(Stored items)
===

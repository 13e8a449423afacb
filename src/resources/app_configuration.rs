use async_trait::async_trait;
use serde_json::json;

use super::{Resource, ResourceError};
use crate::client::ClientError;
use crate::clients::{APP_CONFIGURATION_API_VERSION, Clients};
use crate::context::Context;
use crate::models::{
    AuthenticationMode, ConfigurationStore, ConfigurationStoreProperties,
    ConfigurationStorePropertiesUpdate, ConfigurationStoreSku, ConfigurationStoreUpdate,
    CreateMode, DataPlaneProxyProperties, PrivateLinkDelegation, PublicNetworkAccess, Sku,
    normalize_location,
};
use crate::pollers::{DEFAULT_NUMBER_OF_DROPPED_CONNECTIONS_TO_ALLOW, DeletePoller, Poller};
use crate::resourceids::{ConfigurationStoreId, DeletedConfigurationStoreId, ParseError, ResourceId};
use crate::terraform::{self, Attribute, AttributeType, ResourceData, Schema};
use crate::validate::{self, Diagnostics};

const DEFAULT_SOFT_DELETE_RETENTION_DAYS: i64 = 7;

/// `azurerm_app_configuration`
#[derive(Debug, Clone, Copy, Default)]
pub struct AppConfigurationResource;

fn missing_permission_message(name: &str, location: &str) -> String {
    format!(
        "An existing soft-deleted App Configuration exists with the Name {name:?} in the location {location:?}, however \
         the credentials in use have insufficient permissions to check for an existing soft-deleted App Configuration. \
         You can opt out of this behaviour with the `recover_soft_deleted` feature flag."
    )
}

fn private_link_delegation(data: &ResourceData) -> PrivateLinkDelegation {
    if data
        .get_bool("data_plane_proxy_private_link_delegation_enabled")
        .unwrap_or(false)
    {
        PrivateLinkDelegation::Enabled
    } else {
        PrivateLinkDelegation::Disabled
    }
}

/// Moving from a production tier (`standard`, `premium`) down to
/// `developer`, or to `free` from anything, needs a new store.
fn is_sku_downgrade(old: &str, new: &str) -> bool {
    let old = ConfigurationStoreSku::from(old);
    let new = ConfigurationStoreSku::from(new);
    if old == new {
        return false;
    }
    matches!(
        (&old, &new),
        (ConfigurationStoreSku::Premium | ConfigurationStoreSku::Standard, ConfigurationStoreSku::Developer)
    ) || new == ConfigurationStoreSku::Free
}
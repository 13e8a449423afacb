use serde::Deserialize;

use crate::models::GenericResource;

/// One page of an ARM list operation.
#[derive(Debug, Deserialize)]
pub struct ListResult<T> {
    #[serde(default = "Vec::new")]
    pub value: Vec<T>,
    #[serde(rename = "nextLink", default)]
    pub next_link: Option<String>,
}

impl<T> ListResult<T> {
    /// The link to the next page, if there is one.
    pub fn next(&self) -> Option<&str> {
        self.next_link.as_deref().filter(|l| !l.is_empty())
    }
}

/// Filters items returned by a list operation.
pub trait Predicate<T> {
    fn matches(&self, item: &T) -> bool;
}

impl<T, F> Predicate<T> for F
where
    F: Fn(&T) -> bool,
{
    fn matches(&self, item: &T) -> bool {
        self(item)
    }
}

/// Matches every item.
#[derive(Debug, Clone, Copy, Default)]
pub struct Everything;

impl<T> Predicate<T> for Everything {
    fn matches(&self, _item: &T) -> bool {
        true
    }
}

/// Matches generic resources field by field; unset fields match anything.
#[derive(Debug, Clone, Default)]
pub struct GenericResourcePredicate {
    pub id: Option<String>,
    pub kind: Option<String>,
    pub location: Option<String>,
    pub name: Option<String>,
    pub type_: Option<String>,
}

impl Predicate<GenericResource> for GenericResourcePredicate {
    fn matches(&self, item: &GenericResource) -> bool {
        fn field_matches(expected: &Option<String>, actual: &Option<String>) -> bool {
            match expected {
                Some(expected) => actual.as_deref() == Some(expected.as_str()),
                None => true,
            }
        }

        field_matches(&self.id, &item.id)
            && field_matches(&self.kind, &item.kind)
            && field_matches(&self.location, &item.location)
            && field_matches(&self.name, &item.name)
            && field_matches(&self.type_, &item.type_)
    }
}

===

In the entries above, restate word for word the lines between the one holding "ARM list operation." and the one holding "fn matches(&self, item: &GenericResource)", inclusive, and nothing besides.

EXERCISE OUTPUT>
/// One page of an ARM list operation.
#[derive(Debug, Deserialize)]
pub struct ListResult<T> {
    #[serde(default = "Vec::new")]
    pub value: Vec<T>,
    #[serde(rename = "nextLink", default)]
    pub next_link: Option<String>,
}

impl<T> ListResult<T> {
    /// The link to the next page, if there is one.
    pub fn next(&self) -> Option<&str> {
        self.next_link.as_deref().filter(|l| !l.is_empty())
    }
}

/// Filters items returned by a list operation.
pub trait Predicate<T> {
    fn matches(&self, item: &T) -> bool;
}

impl<T, F> Predicate<T> for F
where
    F: Fn(&T) -> bool,
{
    fn matches(&self, item: &T) -> bool {
        self(item)
    }
}

/// Matches every item.
#[derive(Debug, Clone, Copy, Default)]
pub struct Everything;

impl<T> Predicate<T> for Everything {
    fn matches(&self, _item: &T) -> bool {
        true
    }
}

/// Matches generic resources field by field; unset fields match anything.
#[derive(Debug, Clone, Default)]
pub struct GenericResourcePredicate {
    pub id: Option<String>,
    pub kind: Option<String>,
    pub location: Option<String>,
    pub name: Option<String>,
    pub type_: Option<String>,
}

impl Predicate<GenericResource> for GenericResourcePredicate {
    fn matches(&self, item: &GenericResource) -> bool {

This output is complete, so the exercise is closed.